This morning I learnt that my full co-authored (with co-author William Sung, Ryan Dela Cruz, Brett Yarrow, Bob Gill, Fred Popowich, and Ivan Bajic) paper “Inspiring Energy Conservation Through Open Source Metering Hardware and Embedded Real-Time Load Disaggregation” was accepted at IEEE‘s PES Asia-Pacific Power and Energy Engineering Conference (IEEE PES APPEEC 2013). So I am headed off to Hong Kong at the beginning of December. Here is the paper abstract:
Utility companies around the world are replacing electro-mechanical power meters with new smart meters. These digital power meters have enhanced communication capabilities, but they are not actually smart. We present the cognitive power meter (c-meter), a meter that is actually smart. By using load disaggregation intelligence, c-meter is the realization of demand response and other smart grid energy conservation initiatives. Our c-meter is made of two key components: a prototype open source ammeter and an optimized embedded load disaggregation algorithm (uDisagg).

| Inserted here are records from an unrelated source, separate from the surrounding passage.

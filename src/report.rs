//! Report assembly and serialization.
//!
//! The aggregator collects per-model predictions into one ordered report;
//! the serializer renders it as JSON with decimal-string numeric leaves so
//! downstream consumers never see binary-float formatting ambiguity.

use crate::error::MeasureError;
use crate::models::inference::ArtifactPrediction;
use crate::scan::ScanIdentity;
use serde::Serialize;
use std::collections::HashSet;

/// All predictions of one model over the scan, artifact discovery order.
#[derive(Debug, Clone)]
pub struct ModelResult {
    pub model_name: String,
    /// Arithmetic mean over the artifact predictions, computed before any
    /// formatting can lose precision.
    pub mean: f64,
    pub artifact_results: Vec<ArtifactPrediction>,
}

/// Final measurement report for one scan. Model order matches registry
/// order with skipped entries omitted.
#[derive(Debug, Clone)]
pub struct ScanReport {
    pub scan: ScanIdentity,
    pub model_results: Vec<ModelResult>,
}

/// Accumulates model results in processing order and finalizes exactly once.
pub struct ReportBuilder {
    scan: ScanIdentity,
    model_results: Vec<ModelResult>,
    seen_names: HashSet<String>,
}

impl ReportBuilder {
    pub fn new(scan: ScanIdentity) -> Self {
        Self {
            scan,
            model_results: Vec::new(),
            seen_names: HashSet::new(),
        }
    }

    /// Append one model's predictions. Registry validation already rejects
    /// duplicate names; this guard keeps the report well-formed even if a
    /// caller bypasses the registry.
    pub fn push_model(
        &mut self,
        model_name: &str,
        artifact_results: Vec<ArtifactPrediction>,
    ) -> Result<(), MeasureError> {
        if !self.seen_names.insert(model_name.to_string()) {
            return Err(MeasureError::DuplicateModelName(model_name.to_string()));
        }

        let mean = if artifact_results.is_empty() {
            f64::NAN
        } else {
            artifact_results.iter().map(|r| r.prediction).sum::<f64>()
                / artifact_results.len() as f64
        };

        self.model_results.push(ModelResult {
            model_name: model_name.to_string(),
            mean,
            artifact_results,
        });
        Ok(())
    }

    pub fn finish(self) -> ScanReport {
        ScanReport {
            scan: self.scan,
            model_results: self.model_results,
        }
    }
}

// Serialization documents. Field order here is the wire order.

#[derive(Serialize)]
struct ReportDoc {
    scan: ScanDoc,
    model_results: Vec<ModelResultDoc>,
}

#[derive(Serialize)]
struct ScanDoc {
    qrcode: String,
    timestamp: String,
}

#[derive(Serialize)]
struct ModelResultDoc {
    model_name: String,
    measure_result: MeasureResultDoc,
    artifact_results: Vec<ArtifactResultDoc>,
}

#[derive(Serialize)]
struct MeasureResultDoc {
    mean: String,
}

#[derive(Serialize)]
struct ArtifactResultDoc {
    path: String,
    prediction: String,
}

/// Render the report as JSON.
///
/// Every prediction and mean is checked for finiteness before any text is
/// produced; NaN or infinity anywhere rejects the whole report.
pub fn render_json(report: &ScanReport, pretty: bool) -> Result<String, MeasureError> {
    let doc = to_doc(report)?;
    let rendered = if pretty {
        serde_json::to_string_pretty(&doc)
    } else {
        serde_json::to_string(&doc)
    };
    Ok(rendered?)
}

fn to_doc(report: &ScanReport) -> Result<ReportDoc, MeasureError> {
    let mut model_docs = Vec::with_capacity(report.model_results.len());
    for model in &report.model_results {
        if !model.mean.is_finite()
            || model.artifact_results.iter().any(|r| !r.prediction.is_finite())
        {
            return Err(MeasureError::NonFiniteResult {
                model: model.model_name.clone(),
            });
        }

        model_docs.push(ModelResultDoc {
            model_name: model.model_name.clone(),
            measure_result: MeasureResultDoc {
                mean: model.mean.to_string(),
            },
            artifact_results: model
                .artifact_results
                .iter()
                .map(|r| ArtifactResultDoc {
                    path: r.path.display().to_string(),
                    prediction: r.prediction.to_string(),
                })
                .collect(),
        });
    }

    Ok(ReportDoc {
        scan: ScanDoc {
            qrcode: report.scan.qrcode.clone(),
            timestamp: report.scan.timestamp.clone(),
        },
        model_results: model_docs,
    })
}
//! Scan-to-report orchestration.
//!
//! Fatal conditions (bad scan path, no artifacts, unreadable registry)
//! propagate to the caller. Everything that can go wrong with a single
//! model is absorbed here: it logs, skips the model, and the rest of the
//! report proceeds unaffected.

use crate::config::AppConfig;
use crate::models::inference::{ArtifactPrediction, InferenceRunner};
use crate::models::loader::{ModelProvider, OnnxModelProvider};
use crate::pointcloud::{read_pcd, PointCloud};
use crate::registry::{DirWeightsResolver, ModelDescriptor, ModelRegistry, WeightsResolver};
use crate::report::{ReportBuilder, ScanReport};
use crate::scan::{discover_artifacts, ArtifactRef, ScanIdentity};
use crate::subsample::SubsamplingMethod;
use anyhow::{Context, Result};
use std::path::Path;
use tracing::{info, warn};

/// Run the whole pipeline for one scan directory with the ONNX backend.
pub fn run_scan(scan_dir: &Path, config: &AppConfig) -> Result<ScanReport> {
    let resolver = DirWeightsResolver;
    let mut provider = OnnxModelProvider::new(config.models.onnx_threads);
    run_scan_with(scan_dir, config, &resolver, &mut provider)
}

/// Pipeline core, parameterized over weights resolution and model loading.
pub fn run_scan_with(
    scan_dir: &Path,
    config: &AppConfig,
    resolver: &dyn WeightsResolver,
    provider: &mut dyn ModelProvider,
) -> Result<ScanReport> {
    let identity = ScanIdentity::from_path(scan_dir)?;
    let artifacts = discover_artifacts(scan_dir)?;

    info!(
        qrcode = %identity.qrcode,
        timestamp = %identity.timestamp,
        artifacts = artifacts.len(),
        "Processing scan"
    );

    // Raw clouds are read once and shared read-only across all models.
    let clouds: Vec<PointCloud> = artifacts
        .iter()
        .map(|artifact| {
            read_pcd(&artifact.path)
                .with_context(|| format!("artifact {}", artifact.path.display()))
        })
        .collect::<Result<_>>()?;

    let registry = ModelRegistry::load(&config.models.registry)?;

    let mut builder = ReportBuilder::new(identity);
    for descriptor in registry.active_descriptors() {
        match evaluate_model(descriptor, &artifacts, &clouds, resolver, provider) {
            Ok(Some(predictions)) => builder.push_model(&descriptor.name, predictions)?,
            Ok(None) => {}
            Err(err) => {
                warn!(model = %descriptor.name, error = %err, "Model skipped");
            }
        }
    }

    Ok(builder.finish())
}

/// Evaluate one model. `Ok(None)` is the quiet skip (no weights deployed);
/// `Err` is a per-model failure the caller logs and absorbs.
fn evaluate_model(
    descriptor: &ModelDescriptor,
    artifacts: &[ArtifactRef],
    clouds: &[PointCloud],
    resolver: &dyn WeightsResolver,
    provider: &mut dyn ModelProvider,
) -> Result<Option<Vec<ArtifactPrediction>>> {
    let method: SubsamplingMethod = descriptor.subsampling_method.parse()?;

    let Some(weights_path) = resolver.resolve(descriptor)? else {
        warn!(
            model = %descriptor.name,
            dir = %descriptor.weights_dir.display(),
            "No weights found, skipping model"
        );
        return Ok(None);
    };

    let mut model = provider.provide(descriptor, &weights_path)?;

    let runner = InferenceRunner::new(descriptor, method);
    let predictions = runner.run(artifacts, clouds, model.as_mut())?;

    info!(
        model = %descriptor.name,
        artifacts = predictions.len(),
        "Model evaluated"
    );

    Ok(Some(predictions))
}
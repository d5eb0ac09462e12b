//! Scan Measurement Library
//!
//! Turns one captured 3-D body scan (a directory of point-cloud artifacts)
//! into an anthropometric measurement report by running it through a
//! registry of pretrained point-cloud regression models.

pub mod cli;
pub mod config;
pub mod error;
pub mod models;
pub mod pipeline;
pub mod pointcloud;
pub mod registry;
pub mod report;
pub mod scan;
pub mod subsample;

pub use config::AppConfig;
pub use error::MeasureError;
pub use models::inference::InferenceRunner;
pub use models::loader::{ModelLoader, ModelProvider, OnnxModelProvider};
pub use pointcloud::PointCloud;
pub use registry::ModelRegistry;
pub use report::{ReportBuilder, ScanReport};
pub use scan::ScanIdentity;
pub use subsample::SubsamplingMethod;
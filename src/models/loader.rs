//! ONNX model loader.

use crate::models::inference::Predictor;
use crate::registry::ModelDescriptor;
use anyhow::{Context, Result};
use ort::session::{builder::GraphOptimizationLevel, Session};
use std::path::Path;
use tracing::info;

/// Turns resolved weights into a usable predictor.
///
/// A trait seam mirroring [`crate::registry::WeightsResolver`]: the pipeline
/// only sees this interface, so tests can drive it with stub models.
pub trait ModelProvider {
    fn provide(
        &mut self,
        descriptor: &ModelDescriptor,
        weights_path: &Path,
    ) -> Result<Box<dyn Predictor>>;
}

/// ONNX-backed provider. The runtime is initialized on first use, so runs
/// whose models are all inactive or weightless never touch it.
pub struct OnnxModelProvider {
    onnx_threads: usize,
    loader: Option<ModelLoader>,
}

impl OnnxModelProvider {
    pub fn new(onnx_threads: usize) -> Self {
        Self {
            onnx_threads,
            loader: None,
        }
    }
}

impl ModelProvider for OnnxModelProvider {
    fn provide(
        &mut self,
        descriptor: &ModelDescriptor,
        weights_path: &Path,
    ) -> Result<Box<dyn Predictor>> {
        if self.loader.is_none() {
            self.loader = Some(ModelLoader::with_threads(self.onnx_threads)?);
        }
        let Some(loader) = self.loader.as_mut() else {
            unreachable!("loader initialized above");
        };
        Ok(Box::new(loader.load_model(weights_path, descriptor)?))
    }
}

/// Loaded ONNX model bound to one registry descriptor.
pub struct LoadedModel {
    /// Model name from the registry.
    pub name: String,
    /// ONNX Runtime session.
    pub session: Session,
    /// Input name for the model.
    pub input_name: String,
    /// Output name for predictions.
    pub output_name: String,
}

/// Loader for ONNX models.
pub struct ModelLoader {
    /// Number of intra-op threads for ONNX inference.
    onnx_threads: usize,
}

impl ModelLoader {
    /// Create a new model loader with specified number of threads.
    ///
    /// Initializes ONNX Runtime once; backend diagnostics go through
    /// `tracing` rather than ambient process state.
    pub fn with_threads(onnx_threads: usize) -> Result<Self> {
        ort::init().commit()?;
        info!(onnx_threads = onnx_threads, "ONNX Runtime initialized");
        Ok(Self { onnx_threads })
    }

    /// Load the weights at `path` for `descriptor`.
    ///
    /// Callers treat any error as a per-model skip, never a pipeline abort.
    pub fn load_model<P: AsRef<Path>>(
        &self,
        path: P,
        descriptor: &ModelDescriptor,
    ) -> Result<LoadedModel> {
        let path = path.as_ref();

        info!(
            model = %descriptor.name,
            path = %path.display(),
            input_shape = ?descriptor.input_shape,
            hidden_sizes = ?descriptor.hidden_sizes,
            "Loading ONNX model"
        );

        let session = Session::builder()?
            .with_optimization_level(GraphOptimizationLevel::Level3)?
            .with_intra_threads(self.onnx_threads)?
            .commit_from_file(path)
            .context(format!("Failed to load model from {:?}", path))?;

        let input_name = session
            .inputs
            .first()
            .map(|i| i.name.clone())
            .unwrap_or_else(|| "points".to_string());

        let output_name = session
            .outputs
            .first()
            .map(|o| o.name.clone())
            .unwrap_or_else(|| "prediction".to_string());

        info!(
            model = %descriptor.name,
            input = %input_name,
            output = %output_name,
            "Model loaded successfully"
        );

        Ok(LoadedModel {
            name: descriptor.name.clone(),
            session,
            input_name,
            output_name,
        })
    }
}
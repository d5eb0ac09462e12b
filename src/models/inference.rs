//! Per-model batched inference over a scan's artifacts.

use crate::error::MeasureError;
use crate::models::loader::LoadedModel;
use crate::pointcloud::PointCloud;
use crate::registry::ModelDescriptor;
use crate::scan::ArtifactRef;
use crate::subsample::{subsample, SubsamplingMethod};
use anyhow::{Context, Result};
use std::path::PathBuf;
use tracing::debug;

/// Opaque predict capability: one forward pass over a whole batch.
///
/// `data` is `n * points * dims` floats, row-major. Implementations return
/// `n * output_size` values, row-major, in input order.
pub trait Predictor {
    fn predict_batch(&mut self, data: Vec<f32>, n: usize, points: usize, dims: usize)
        -> Result<Vec<f32>>;
}

impl Predictor for LoadedModel {
    fn predict_batch(
        &mut self,
        data: Vec<f32>,
        n: usize,
        points: usize,
        dims: usize,
    ) -> Result<Vec<f32>> {
        use ort::value::Tensor;

        let shape = vec![n as i64, points as i64, dims as i64];
        let input_tensor =
            Tensor::from_array((shape, data)).context("Failed to create input tensor")?;

        let outputs = self
            .session
            .run(ort::inputs![&self.input_name => input_tensor])?;

        // Prefer the recorded output name; fall back to the first output.
        if let Some(output) = outputs.get(self.output_name.as_str()) {
            if let Ok((_, values)) = output.try_extract_tensor::<f32>() {
                return Ok(values.to_vec());
            }
        }
        for (name, output) in outputs.iter() {
            if let Ok((_, values)) = output.try_extract_tensor::<f32>() {
                debug!(model = %self.name, output = %name, "Extracted predictions from fallback output");
                return Ok(values.to_vec());
            }
        }

        anyhow::bail!("no f32 tensor output in model {}", self.name)
    }
}

/// One artifact's prediction under one model.
#[derive(Debug, Clone, PartialEq)]
pub struct ArtifactPrediction {
    pub path: PathBuf,
    pub prediction: f64,
}

/// Runs one model over all discovered artifacts with a single batched
/// predict call.
pub struct InferenceRunner<'a> {
    descriptor: &'a ModelDescriptor,
    method: SubsamplingMethod,
}

impl<'a> InferenceRunner<'a> {
    pub fn new(descriptor: &'a ModelDescriptor, method: SubsamplingMethod) -> Self {
        Self { descriptor, method }
    }

    /// Subsample every cloud to the model's input shape, assemble one batch,
    /// invoke `predict` exactly once, and pair each artifact with its scalar.
    ///
    /// `artifacts` and `clouds` are parallel slices in discovery order; the
    /// returned predictions keep that order. Any failure here fails the
    /// whole model, never a single artifact — batch inference requires a
    /// uniform batch.
    pub fn run(
        &self,
        artifacts: &[ArtifactRef],
        clouds: &[PointCloud],
        predictor: &mut dyn Predictor,
    ) -> Result<Vec<ArtifactPrediction>, MeasureError> {
        let (points, dims) = self.descriptor.input_shape;
        let n = artifacts.len();

        let mut data = Vec::with_capacity(n * points * dims);
        for (artifact, cloud) in artifacts.iter().zip(clouds) {
            if cloud.dims() < dims {
                return Err(self.inference_error(format!(
                    "artifact {} has {} dims, model expects {}",
                    artifact.path.display(),
                    cloud.dims(),
                    dims
                )));
            }
            // Clouds may carry extra columns (rgb, intensity); the model
            // consumes the leading `dims` of each point.
            for point in subsample(cloud, points, self.method) {
                data.extend_from_slice(&point[..dims]);
            }
        }

        debug!(
            model = %self.descriptor.name,
            artifacts = n,
            points = points,
            dims = dims,
            "Running batched inference"
        );

        let output = predictor
            .predict_batch(data, n, points, dims)
            .map_err(|e| self.inference_error(format!("{:#}", e)))?;

        let output_size = self.descriptor.output_size.max(1);
        if output.len() != n * output_size {
            return Err(self.inference_error(format!(
                "expected {} output values, model produced {}",
                n * output_size,
                output.len()
            )));
        }

        // One scalar per artifact: the first element of each output row.
        Ok(artifacts
            .iter()
            .enumerate()
            .map(|(i, artifact)| ArtifactPrediction {
                path: artifact.path.clone(),
                prediction: f64::from(output[i * output_size]),
            })
            .collect())
    }

    fn inference_error(&self, reason: String) -> MeasureError {
        MeasureError::ModelInferenceError {
            model: self.descriptor.name.clone(),
            reason,
        }
    }
}

#[cfg(test)]
mod tests {
    use super::*;

    fn descriptor(points: usize, dims: usize, output_size: usize) -> ModelDescriptor {
        ModelDescriptor {
            name: "pointnet-height".to_string(),
            active: true,
            input_shape: (points, dims),
            output_size,
            hidden_sizes: vec![64, 32],
            subsampling_method: "sequential_skip".to_string(),
            weights_dir: PathBuf::from("/tmp/models"),
        }
    }

    fn artifacts_and_clouds(n: usize, cloud_len: usize) -> (Vec<ArtifactRef>, Vec<PointCloud>) {
        let artifacts = (0..n)
            .map(|i| ArtifactRef {
                path: PathBuf::from(format!("/scan/pc/{:03}.pcd", i)),
            })
            .collect();
        let clouds = (0..n)
            .map(|i| {
                let points = (0..cloud_len)
                    .map(|j| vec![(i * cloud_len + j) as f32, 0.0, 0.0])
                    .collect();
                PointCloud::new(points).unwrap()
            })
            .collect();
        (artifacts, clouds)
    }

    /// Records batch geometry and yields fixed values per call.
    struct StubPredictor {
        calls: usize,
        seen_shape: Option<(usize, usize, usize)>,
        output: Vec<f32>,
        fail: bool,
    }

    impl StubPredictor {
        fn returning(output: Vec<f32>) -> Self {
            Self {
                calls: 0,
                seen_shape: None,
                output,
                fail: false,
            }
        }
    }

    impl Predictor for StubPredictor {
        fn predict_batch(
            &mut self,
            data: Vec<f32>,
            n: usize,
            points: usize,
            dims: usize,
        ) -> Result<Vec<f32>> {
            self.calls += 1;
            self.seen_shape = Some((n, points, dims));
            assert_eq!(data.len(), n * points * dims);
            if self.fail {
                anyhow::bail!("backend exploded");
            }
            Ok(self.output.clone())
        }
    }

    #[test]
    fn predict_is_called_exactly_once_for_the_whole_batch() {
        let descriptor = descriptor(16, 3, 1);
        let (artifacts, clouds) = artifacts_and_clouds(3, 100);
        let mut stub = StubPredictor::returning(vec![93.1, 92.8, 93.4]);

        let runner = InferenceRunner::new(&descriptor, SubsamplingMethod::SequentialSkip);
        let results = runner.run(&artifacts, &clouds, &mut stub).unwrap();

        assert_eq!(stub.calls, 1);
        assert_eq!(stub.seen_shape, Some((3, 16, 3)));
        assert_eq!(results.len(), 3);
    }

    #[test]
    fn predictions_keep_artifact_discovery_order() {
        let descriptor = descriptor(8, 3, 1);
        let (artifacts, clouds) = artifacts_and_clouds(3, 50);
        let mut stub = StubPredictor::returning(vec![1.0, 2.0, 3.0]);

        let runner = InferenceRunner::new(&descriptor, SubsamplingMethod::SequentialSkip);
        let results = runner.run(&artifacts, &clouds, &mut stub).unwrap();

        let paths: Vec<_> = results.iter().map(|r| r.path.to_str().unwrap()).collect();
        assert_eq!(paths, ["/scan/pc/000.pcd", "/scan/pc/001.pcd", "/scan/pc/002.pcd"]);
        let values: Vec<_> = results.iter().map(|r| r.prediction).collect();
        assert_eq!(values, [1.0, 2.0, 3.0]);
    }

    #[test]
    fn multi_value_outputs_take_the_first_element_per_row() {
        let descriptor = descriptor(8, 3, 2);
        let (artifacts, clouds) = artifacts_and_clouds(2, 50);
        let mut stub = StubPredictor::returning(vec![10.0, 0.1, 20.0, 0.2]);

        let runner = InferenceRunner::new(&descriptor, SubsamplingMethod::SequentialSkip);
        let results = runner.run(&artifacts, &clouds, &mut stub).unwrap();

        let values: Vec<_> = results.iter().map(|r| r.prediction).collect();
        assert_eq!(values, [10.0, 20.0]);
    }

    #[test]
    fn backend_failure_becomes_model_inference_error() {
        let descriptor = descriptor(8, 3, 1);
        let (artifacts, clouds) = artifacts_and_clouds(2, 50);
        let mut stub = StubPredictor::returning(vec![]);
        stub.fail = true;

        let runner = InferenceRunner::new(&descriptor, SubsamplingMethod::SequentialSkip);
        let err = runner.run(&artifacts, &clouds, &mut stub).unwrap_err();
        assert!(matches!(
            err,
            MeasureError::ModelInferenceError { ref model, .. } if model == "pointnet-height"
        ));
    }

    #[test]
    fn wrong_output_length_fails_the_model() {
        let descriptor = descriptor(8, 3, 1);
        let (artifacts, clouds) = artifacts_and_clouds(3, 50);
        let mut stub = StubPredictor::returning(vec![1.0, 2.0]);

        let runner = InferenceRunner::new(&descriptor, SubsamplingMethod::SequentialSkip);
        let err = runner.run(&artifacts, &clouds, &mut stub).unwrap_err();
        assert!(matches!(err, MeasureError::ModelInferenceError { .. }));
    }

    #[test]
    fn narrow_cloud_fails_the_model_not_the_artifact() {
        let descriptor = descriptor(8, 3, 1);
        let artifacts = vec![ArtifactRef {
            path: PathBuf::from("/scan/pc/000.pcd"),
        }];
        let clouds = vec![PointCloud::new(vec![vec![1.0, 2.0]; 10]).unwrap()];
        let mut stub = StubPredictor::returning(vec![1.0]);

        let runner = InferenceRunner::new(&descriptor, SubsamplingMethod::SequentialSkip);
        let err = runner.run(&artifacts, &clouds, &mut stub).unwrap_err();
        assert!(matches!(err, MeasureError::ModelInferenceError { .. }));
        assert_eq!(stub.calls, 0);
    }
}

Additionally, we provide an open source multi-circuit ammeter array that can build probabilistic appliance (or load) consumption models that are used by the c-meter. uDisagg is the first load disaggregation algorithm to be implemented on an inexpensive low-power embedded processor that runs in real-time using a typical/basic smart meter measurement (current, in A). uDisagg can disaggregate loads with complex power states with a high degree of accuracy.
Keywords: embedded software, energy conservation, load modelling, open source hardware, real-time systems
This paper shows the results of our Cognitive Power Meter (c-meter) version 1. One thing to note, we have not released this to open source — we still need to do some code clean up.